Sejak 2002, kata Haris empat tahun pasca disahkan, Statuta Roma mulai diberlakukan. Setiap 17 Juli diperingati sebagi simbol bahwa ICC didirikan untuk melawan impunitas (ketiadaan proses hukum dan penghukumannya) terhadap pejabat-pejabat militer dan sipil yang kerap lolos dari jerat hukum. Serta, menghentikan praktik serupa terulang.

“Sayang dan mengecewakan bahwa Indonesia belum meratifikasi (ikut serta menandatangani) Statuta Roma. Dengan sendirinya Indonesia tidak terikat dan tidak bisa mendapatkan keuntungan perlindungan hukum dari komunitas global,” kata dia.

“ICC bisa menjadi alat pelengkap jika terjadi kegagalan pengadilan nasional untuk menangani pelanggaran HAM berat yang berat. Menariknya, Indonesia mengambil berbagai ide dari Statuta Roma untuk dituangkan dalam Undang-Undang Nomor 26 Tahun 2000 tentang Pengadilan HAM, ketika terdesak dari PBB atas Kejahatan Terhadap Kemanusiaan di Timor Timur pada 1999. Atas dasar Undang-Undang Pengadilan HAM ini banyak penentang ratifikasi merasa bahwa Indonesia sudah memiliki UU Pengadilan HAM jadi tidak perlu menjadi bagian dari Statuta Roma (ICC),” dia menambahkan.

Haris mengatakan dalam catatan KontraS justru Undang-Undang Pengadilan HAM di Indonesia tidak berjalan, berhenti pada tingkat penyelidikan di Komnas HAM saja. Pernah ada beberapa kasus bisa menembus pengadilan (Timor Timur 1999, Tanjung Priok 1984, Abepura 2000) akan tetapi gagal menghukum pelakunya dan gagal menyentuh tingkatan pertanggung jawabannya. Saat ini berbagai kasus pelanggaran HAM yang berat lainnya ditolak dilanjutkan oleh Kejaksaan Agung.

“Di zaman pemerintah SBY, agenda ratifikasi pernah masuk dalam Rencana Aksi Nasional Hak Asasi Manusia (RANHAM) tapi tidak terpenuhi. Di zaman Joko Widodo, justru RANHAM (Perpres no. 75 tahun 2015) tidak mengagendakan sama sekali untuk meratifkasi Statuta Roma, alias menghapus rencana ratifikasi tersebut. semakin absurd,” kata dia.

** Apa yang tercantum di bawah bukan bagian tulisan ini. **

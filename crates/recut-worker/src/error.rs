//! Worker error types and the mapping into the shared taxonomy.

use thiserror::Error;

use recut_models::{ErrorCode, JobError};

pub type WorkerResult<T> = Result<T, WorkerError>;

#[derive(Debug, Error)]
pub enum WorkerError {
    #[error("media error: {0}")]
    Media(#[from] recut_media::MediaError),

    #[error("registry error: {0}")]
    Registry(#[from] recut_registry::RegistryError),

    #[error("queue error: {0}")]
    Queue(#[from] recut_queue::QueueError),

    #[error("storage error: {0}")]
    Storage(#[from] recut_storage::StorageError),

    #[error("planner error: {0}")]
    Planner(#[from] recut_planner::PlannerError),

    #[error("transcriber failed: {0}")]
    TranscriberFailed(String),

    #[error("frame describer failed: {0}")]
    DescriberFailed(String),

    #[error("invalid job input: {0}")]
    InvalidInput(String),

    #[error("job cancelled")]
    Cancelled,

    #[error("{code}: {message}")]
    Tagged { code: ErrorCode, message: String },

    #[error("IO error: {0}")]
    Io(#[from] std::io::Error),

    #[error("serialization error: {0}")]
    Serialization(#[from] serde_json::Error),
}

impl WorkerError {
    pub fn tagged(code: ErrorCode, message: impl Into<String>) -> Self {
        Self::Tagged {
            code,
            message: message.into(),
        }
    }

    pub fn invalid_input(message: impl Into<String>) -> Self {
        Self::InvalidInput(message.into())
    }

    /// Map to the shared error-code taxonomy.
    pub fn code(&self) -> ErrorCode {
        match self {
            WorkerError::Media(e) => e.code(),
            WorkerError::Planner(e) => e.code(),
            WorkerError::Registry(_) => ErrorCode::Internal,
            WorkerError::Queue(_) => ErrorCode::Internal,
            WorkerError::Storage(_) => ErrorCode::BlobStoreUnavailable,
            WorkerError::TranscriberFailed(_) => ErrorCode::ExternalModelTimeout,
            WorkerError::DescriberFailed(_) => ErrorCode::ExternalModelTimeout,
            WorkerError::InvalidInput(_) => ErrorCode::InvalidRequest,
            WorkerError::Cancelled => ErrorCode::Cancelled,
            WorkerError::Tagged { code, .. } => *code,
            WorkerError::Io(_) => ErrorCode::Internal,
            WorkerError::Serialization(_) => ErrorCode::Internal,
        }
    }

    /// Serialisable form for `Job.error` / `Render.error`.
    pub fn to_job_error(&self) -> JobError {
        JobError::new(self.code(), self.to_string())
    }

    /// Whether the supervisor may enqueue a successor.
    pub fn is_retryable(&self) -> bool {
        self.code().is_retryable()
    }
}
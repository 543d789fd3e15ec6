//! Durable job queue for the recut backend, built on Redis Streams.
//!
//! Delivery is at-least-once; exactly-one execution per job is enforced by
//! the registry's conditional `Queued -> Running` claim, not by the stream.

pub mod error;
pub mod message;
pub mod queue;

pub use error::{QueueError, QueueResult};
pub use message::QueuedJob;
pub use queue::{JobQueue, QueueConfig};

Menurut Haris belum lagi kebijakan-kebijakan penanganan di sektor keamanan yang apabila dilakukan eksesif maka potensial masuk dalam kategori kejahatan terhadap kemanusiaan, namun tetap tidak ada perhatian dari pemerintah untuk meratifikasi instrumen penting ini.

“Turut diketahui pula dimasa pemerintahan Joko Widodo, pemerintahpun pernah mengundang penjahat terhadap kemanusiaan, yang akhirnya masuk ke dalam yurisdiksi Indonesia, tanpa pernah ditanyai pertanggungjawabannya, seperti kehadiran Omar Al-Bashir pada acara KTT OKI tahun lalu,” kata dia.

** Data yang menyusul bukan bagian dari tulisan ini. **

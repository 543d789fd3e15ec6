//! Retry policy with exponential backoff and full jitter.

use std::time::Duration;

use rand::Rng;
use tracing::warn;

use crate::error::{RegistryError, RegistryResult};

/// Retry policy configuration.
#[derive(Debug, Clone)]
pub struct RetryConfig {
    /// Maximum number of retry attempts.
    pub max_retries: u32,
    /// Base delay for exponential backoff (in milliseconds).
    pub base_delay_ms: u64,
    /// Maximum delay cap (in milliseconds).
    pub max_delay_ms: u64,
}

impl Default for RetryConfig {
    fn default() -> Self {
        Self {
            max_retries: 3,
            base_delay_ms: 100,
            max_delay_ms: 5000,
        }
    }
}

/// Execute an async registry operation with retry.
///
/// Retries only errors classified retryable (connection/IO/timeout); logical
/// errors such as `NotFound` surface immediately.
pub async fn with_retry<T, F, Fut>(
    config: &RetryConfig,
    operation: &str,
    op: F,
) -> RegistryResult<T>
where
    F: Fn() -> Fut,
    Fut: std::future::Future<Output = RegistryResult<T>>,
{
    let mut last_error = None;

    for attempt in 0..=config.max_retries {
        match op().await {
            Ok(value) => return Ok(value),
            Err(e) if e.is_retryable() && attempt < config.max_retries => {
                let delay = backoff_delay(config, attempt);
                warn!(
                    operation = %operation,
                    attempt = attempt + 1,
                    delay_ms = delay.as_millis() as u64,
                    error = %e,
                    "Registry operation failed, retrying"
                );
                tokio::time::sleep(delay).await;
                last_error = Some(e);
            }
            Err(e) => return Err(e),
        }
    }

    Err(last_error.unwrap_or_else(|| RegistryError::Internal("retry loop exhausted".into())))
}

/// Exponential backoff with full jitter: uniform in `[0, base * 2^attempt]`,
/// capped at `max_delay_ms`.
pub fn backoff_delay(config: &RetryConfig, attempt: u32) -> Duration {
    let exp = config
        .base_delay_ms
        .saturating_mul(1u64 << attempt.min(16))
        .min(config.max_delay_ms);
    let jittered = rand::thread_rng().gen_range(0..=exp);
    Duration::from_millis(jittered)
}

#[cfg(test)]
mod tests {
    use super::*;

    #[test]
    fn test_backoff_is_bounded() {
        let config = RetryConfig::default();
        for attempt in 0..10 {
            let d = backoff_delay(&config, attempt);
            assert!(d.as_millis() as u64 <= config.max_delay_ms);
        }
    }

    #[tokio::test]
    async fn test_non_retryable_surfaces_immediately() {
        let config = RetryConfig::default();
        let result: RegistryResult<()> = with_retry(&config, "test", || async {
            Err(RegistryError::not_found("media", "m-1"))
        })
        .await;
        assert!(matches!(result, Err(RegistryError::NotFound { .. })));
    }
}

Untuk itu, kata Haris  dari KontraS, mengingatkan dan merekomendasikan bahwa penting bagi bangsa Indonesia untuk turut serta dalam penguatan dan gerakan global penghormatan dan perlindungan HAM, dengan turut serta dalam ICC.

“Melalui ICC membantu Indonesia untuk terlindung dari kegagalan proses hukum. Mengingat saat ini pengadilan HAM di Indonesia buntu. Kebuntuan ini bisa ditindak lanjuti oleh ICC, karena salah satu syarat membawa ke Pengadilan Kriminal INternasional jika ditingkat nasional menglami kebuntuan. Secara lebih luas, Indonesia penting memastikan bahwa hukum berjalan mengingat demokrasi jika diisi oleh bandit-bandit kemanusiaan justru akan mencederai agenda demokratisasi di Indonesia, seperti yang terlihat sejauh ini, justru demokrasi dibajak oleh mereka yang tangannya berlumuran darah dimasa lalu,” kata dia.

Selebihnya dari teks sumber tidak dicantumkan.